Of course, this looks an awful lot like o:XML source code. It’s worth noting, however, that it would be quite easy to construct a tree like this using Java’s reflection mechanism, or the parse tree of C++ source code. (More interestingly, it would be straightforward to turn a query of the above tree into Java reflection method calls, but more about that later.)

The reflection tree gives us a simple but powerful conceptual model. What’s more it’s a model that can be queried and indexed using an existing structural query language — XPath. If, for example, you want to group all functions of MyType that takes at least one String parameter, you could do that using the reflection tree model and the following XPath expression:

Figure 21

 /type[@name = 'MyType']/function[parameter/@type = 'String'

The tree would have to be constructed with the specifics of the targetted programming language. For example, in the case of Java we may want to include class fields in the reflection information. The similarities of object-oriented languages makes it possible to define a common subset, probably not too dissimilar to the above proposed definition.

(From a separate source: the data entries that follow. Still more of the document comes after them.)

//! Stat Cards - Auto-rotating highlight over four statistic cards
//!
//! The highlight walks right to left every 3 seconds. Hover a card with the
//! mouse to take over; move away and autoplay resumes half a second later
//! from the card you touched last.
//!
//! Set `RUST_LOG=debug` and redirect stderr to a file to watch the timers.
//!
//! Run with: cargo run --example stat_cards 2>spotlight.log

use spotlight_tui::error::Result;
use spotlight_tui::{CardContent, SpotlightConfig, TerminalHost};

fn stat_cards() -> Vec<CardContent> {
    vec![
        CardContent::new(
            "98%",
            "Precisión en la detección",
            "Detección precisa de vehículos y espacios",
        ),
        CardContent::new(
            "50%",
            "Reducción de tiempo",
            "Reduce el tiempo de búsqueda de espacios disponibles",
        ),
        CardContent::new(
            "30%",
            "Aumento de eficiencia",
            "Aumenta la eficiencia de la gestión del estacionamiento",
        ),
        CardContent::new(
            "24/7",
            "Monitoreo continuo",
            "Monitoreo continuo 24/7 para una gestión eficiente",
        ),
    ]
}

fn main() -> Result<()> {
    env_logger::init();

    let mut host = TerminalHost::mount(stat_cards(), SpotlightConfig::default())?;
    host.run()?;
    host.unmount()?;

    println!("Goodbye!");
    Ok(())
}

Now we want to include this indexing mechanism in our aspects — we do so by extending the function and type elements:

Figure 22: Join points using reflection tee

  <ao:cut>
    <!-- join all type functions that take parameters of type 'MyType' -->
    <ao:function path="/type/function[parameter/@type = 'MyType']"/>
  </ao:cut>

  <ao:cut>
    <!-- join functions of types that inherit directly from 'MyType' -->
    <ao:function path="/type/[parent/@name = 'MyType']/function"/>
  </ao:cut>

  <ao:introduction>
    <!-- join all types that have factory functions -->
    <ao:type  path="/type[function/@name.matches('create.*')]"/>
  </ao:introduction>

Note how in the type path we use the o:XML regular expression function matches().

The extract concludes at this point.